▶ [TO DO]: Which lines below include "clap"? Copy them all.

(Stored items)
-- -- --

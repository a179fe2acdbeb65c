use anyhow::{Context, Result};
use chrono::{DateTime, Utc};
use clap::Parser;
use futures_util::StreamExt;
use lib_trends::models::Repository;
use serde::Deserialize;
use std::sync::{Arc, Mutex, PoisonError};
use tokio::time::sleep;
use tokio_tungstenite::{connect_async, tungstenite::protocol::Message};

#[derive(Parser, Debug)]
#[clap(author, version, about = "Connects to a trends server and reports what its WebSocket feed delivers", long_about = None)]
struct Args {
    /// Server WebSocket endpoint
    #[clap(short, long, default_value = "ws://127.0.0.1:8080/ws")]
    url: String,

    /// Only receive repositories in this language
    #[clap(short, long)]
    language: Option<String>,

    /// Only receive repositories with at least this many stars
    #[clap(short, long)]
    min_stars: Option<u64>,

    /// Report interval in seconds
    #[clap(short, long, default_value_t = 60)]
    report_interval_seconds: u64,
}

#[derive(Debug, Deserialize)]
struct TrendsMessage {
    #[serde(rename = "type")]
    msg_type: String,
    generation: u64,
    timestamp: DateTime<Utc>,
    repositories: Vec<Repository>,
}

#[derive(Default)]
struct Stats {
    messages: u64,
    snapshots: u64,
    updates: u64,
    last_generation: u64,
    /// Generations that arrived out of order or repeated.
    regressions: u64,
    last_top: Option<String>,
    last_received: Option<DateTime<Utc>>,
}

fn endpoint(args: &Args) -> String {
    let mut params = Vec::new();
    if let Some(ref language) = args.language {
        params.push(format!("language={language}"));
    }
    if let Some(min) = args.min_stars {
        params.push(format!("min_stars={min}"));
    }
    if params.is_empty() {
        args.url.clone()
    } else {
        format!("{}?{}", args.url, params.join("&"))
    }
}

#[tokio::main]
async fn main() -> Result<()> {
    let args = Args::parse();
    let stats = Arc::new(Mutex::new(Stats::default()));

    // Clone for the reporter task
    let stats_reporter = Arc::clone(&stats);
    let report_interval = std::time::Duration::from_secs(args.report_interval_seconds.max(1));
    tokio::spawn(async move {
        loop {
            sleep(report_interval).await;
            let data = stats_reporter.lock().unwrap_or_else(PoisonError::into_inner);
            println!("\n----- Feed Summary -----");
            println!(
                "Messages: {} (snapshot {}, update {})",
                data.messages, data.snapshots, data.updates
            );
            println!("Latest generation: {}", data.last_generation);
            println!("Out-of-order generations: {}", data.regressions);
            println!("Top repository: {}", data.last_top.as_deref().unwrap_or("No data"));
            if let Some(at) = data.last_received {
                println!("Last message: {}", at.format("%Y-%m-%d %H:%M:%S UTC"));
            }
            println!("------------------------\n");
        }
    });

    let url = endpoint(&args);
    println!("Connecting to {}...", url);
    let (ws_stream, _) = connect_async(url.as_str())
        .await
        .with_context(|| format!("failed to connect to {url}"))?;
    let (_write, mut read) = ws_stream.split();
    println!("Connected. Press Ctrl+C to stop.");

    while let Some(msg) = read.next().await {
        let text = match msg.context("connection error")? {
            Message::Text(text) => text,
            Message::Close(frame) => {
                println!("Server closed the connection: {:?}", frame);
                break;
            }
            _ => continue,
        };
        let parsed = match serde_json::from_str::<TrendsMessage>(&text) {
            Ok(parsed) => parsed,
            Err(e) => {
                eprintln!("Unparseable message: {e}");
                continue;
            }
        };

        println!(
            "{} generation {} at {}: {} repositories",
            parsed.msg_type,
            parsed.generation,
            parsed.timestamp.format("%H:%M:%S"),
            parsed.repositories.len()
        );

        let mut data = stats.lock().unwrap_or_else(PoisonError::into_inner);
        data.messages += 1;
        match parsed.msg_type.as_str() {
            "snapshot" => data.snapshots += 1,
            "update" => data.updates += 1,
            _ => {}
        }
        if data.messages > 1 && parsed.generation <= data.last_generation {
            data.regressions += 1;
        }
        data.last_generation = data.last_generation.max(parsed.generation);
        data.last_top = parsed
            .repositories
            .first()
            .map(|repo| format!("{} ({:.2})", repo.full_name, repo.trend_score));
        data.last_received = Some(Utc::now());
    }

    Ok(())
}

-- -- --

▶ [ANSWER TO THIS PROBLEM]:
use clap::Parser;
#[clap(author, version, about = "Connects to a trends server and reports what its WebSocket feed delivers", long_about = None)]
    #[clap(short, long, default_value = "ws://127.0.0.1:8080/ws")]
    #[clap(short, long)]
    #[clap(short, long)]
    #[clap(short, long, default_value_t = 60)]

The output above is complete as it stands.